Verschiedene Bakterien haben auch unterschiedliche Arten zu kommunizieren. Am besten erforscht ist bislang die Kommunikation
über N-Acylhomoserinlaktone (AHLs). Diese Signalmoleküle werden durch eine Synthase produziert, die zur LuxI-Proteinfamilie
gehört. Das Signal wird von dem dazu passenden LuxR-Rezeptor erkannt, woraufhin die Expression verschiedener Gene verändert
wird und die Bakterien bestimmte Eigenschaften bilden. Viele Bakterien besitzen jedoch LuxR-Rezeptoren, aber keine LuxI-Synthase.
Diese Rezeptoren werden als LuxR-Solos bezeichnet.
Wie die Kommunikation über die LuxR-Solos erfolgt, konnten Ralf Heermann und Helge Bode nun erstmals aufklären. Dafür haben
sie das Bakterium Photorhabdus luminescens untersucht, ein für Insekten tödlicher Krankheitserreger.
"Wir haben ein neues Signalmolekül entdeckt, das auch biochemisch neuartig produziert wird", sagt Helge Bode, MerckStiftungsprofessor für Molekulare Biotechnologie an der Goethe-Universität Frankfurt. Der LuxR-Rezeptor erkennt nicht AHLs,
sondern die alpha-Pyrone als Signalmoleküle, die als Photopyrone bezeichnet werden.
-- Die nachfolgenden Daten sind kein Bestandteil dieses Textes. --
use anyhow::Result;
use std::io::{self, Write};
use tokio::io::{AsyncBufReadExt, BufReader};

use super::agent::ChatAgent;
use crate::config::Settings;
use crate::ui::Console;

#[derive(Debug, PartialEq, Eq)]
pub enum ReplCommand<'a> {
    Quit,
    Clear,
    History,
    Tools,
    Help,
    Skip,
    Message(&'a str),
}

/// Classify one line of input. Anything that is not a local command goes to the agent.
pub fn parse_command(input: &str) -> ReplCommand<'_> {
    let input = input.trim();
    if input.is_empty() {
        return ReplCommand::Skip;
    }

    match input.to_lowercase().as_str() {
        "quit" | "exit" | "q" => ReplCommand::Quit,
        "clear" | "reset" => ReplCommand::Clear,
        "history" => ReplCommand::History,
        "tools" => ReplCommand::Tools,
        "help" | "?" => ReplCommand::Help,
        _ => ReplCommand::Message(input),
    }
}

pub struct Orchestrator {
    agent: ChatAgent,
    console: Console,
}

impl Orchestrator {
    pub async fn new(settings: &Settings) -> Result<Self> {
        let agent = ChatAgent::from_settings(settings).await?;
        let console = Console::new();

        for (name, reason) in agent.tools().failures() {
            console.warn(&format!("MCP server '{}' unavailable: {}", name, reason));
        }

        Ok(Self { agent, console })
    }

    /// Single question on a fresh thread.
    pub async fn ask(&self, message: &str) -> Result<()> {
        let mut thread = self.agent.get_new_thread();
        let response = self.agent.run(message, &mut thread).await?;
        self.console.agent_message(&response.text);
        Ok(())
    }

    pub async fn repl(&self) -> Result<()> {
        self.console.banner();
        self.console.info(&format!(
            "Model: {} ({}) | Agent: {} | Tools: {}",
            self.agent.llm().model(),
            self.agent.llm().provider_name(),
            self.agent.name(),
            self.agent.tools().definitions().len()
        ));

        let mut thread = self.agent.get_new_thread();
        let mut lines = BufReader::new(tokio::io::stdin()).lines();

        loop {
            print!("You: ");
            io::stdout().flush()?;

            let line = tokio::select! {
                line = lines.next_line() => line?,
                _ = tokio::signal::ctrl_c() => {
                    println!("\n\nConversation interrupted. Goodbye!");
                    break;
                }
            };

            // End of input
            let Some(line) = line else {
                println!();
                break;
            };

            let input = match parse_command(&line) {
                ReplCommand::Skip => continue,
                ReplCommand::Quit => {
                    println!("\nGoodbye! Stay weather-aware!");
                    break;
                }
                ReplCommand::Clear => {
                    thread = self.agent.get_new_thread();
                    self.console.info("Conversation cleared.");
                    continue;
                }
                ReplCommand::History => {
                    self.console.history(&thread);
                    continue;
                }
                ReplCommand::Tools => {
                    self.console.list_tools(self.agent.tools());
                    continue;
                }
                ReplCommand::Help => {
                    self.console.repl_help();
                    continue;
                }
                ReplCommand::Message(input) => input,
            };

            let result = tokio::select! {
                result = self.agent.run(input, &mut thread) => result,
                _ = tokio::signal::ctrl_c() => {
                    println!("\n\nConversation interrupted. Goodbye!");
                    break;
                }
            };

            match result {
                Ok(response) => {
                    for invocation in &response.tool_invocations {
                        self.console.tool_invocation(invocation);
                    }
                    self.console.agent_message(&response.text);
                }
                Err(e) => {
                    self.console.error(&format!("{:#}", e));
                    println!("Please try again or check if MCP servers are running.\n");
                }
            }
        }

        Ok(())
    }

    pub async fn shutdown(&self) {
        self.agent.shutdown().await;
    }
}

#[cfg(test)]
mod tests {
    use super::*;

    #[test]
    fn test_exit_words_case_insensitive() {
        assert_eq!(parse_command("quit"), ReplCommand::Quit);
        assert_eq!(parse_command("  EXIT "), ReplCommand::Quit);
        assert_eq!(parse_command("Q"), ReplCommand::Quit);
    }

    #[test]
    fn test_blank_input_skipped() {
        assert_eq!(parse_command(""), ReplCommand::Skip);
        assert_eq!(parse_command("   \t"), ReplCommand::Skip);
    }

    #[test]
    fn test_messages_are_trimmed() {
        assert_eq!(
            parse_command("  I am currently in London \n"),
            ReplCommand::Message("I am currently in London")
        );
        assert_eq!(parse_command("quitting time?"), ReplCommand::Message("quitting time?"));
    }

    #[test]
    fn test_local_commands() {
        assert_eq!(parse_command("reset"), ReplCommand::Clear);
        assert_eq!(parse_command("history"), ReplCommand::History);
        assert_eq!(parse_command("tools"), ReplCommand::Tools);
        assert_eq!(parse_command("?"), ReplCommand::Help);
    }
}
Zusätzlich entdeckten die Forscher die PyronSynthase (PpyS). Durch diese Kommunikation über die LuxR-Solos erkennen sich die Bakterien und bilden einen Oberflächenfaktor,
der sie miteinander verklumpen lässt. Dadurch sind sie bei der Infektion von Insektenlarven von deren Immunsystem weniger
angreifbar und töten ihre Opfer schließlich durch die Produktion verschiedener Gifte. "Photorhabdus luminescens ist ein guter
Modellorganismus, da er viele Verwandte bei menschlichen Krankheitserregern hat, darunter Kolibakterien wie EHEC und der PestErreger", sagt Heermann.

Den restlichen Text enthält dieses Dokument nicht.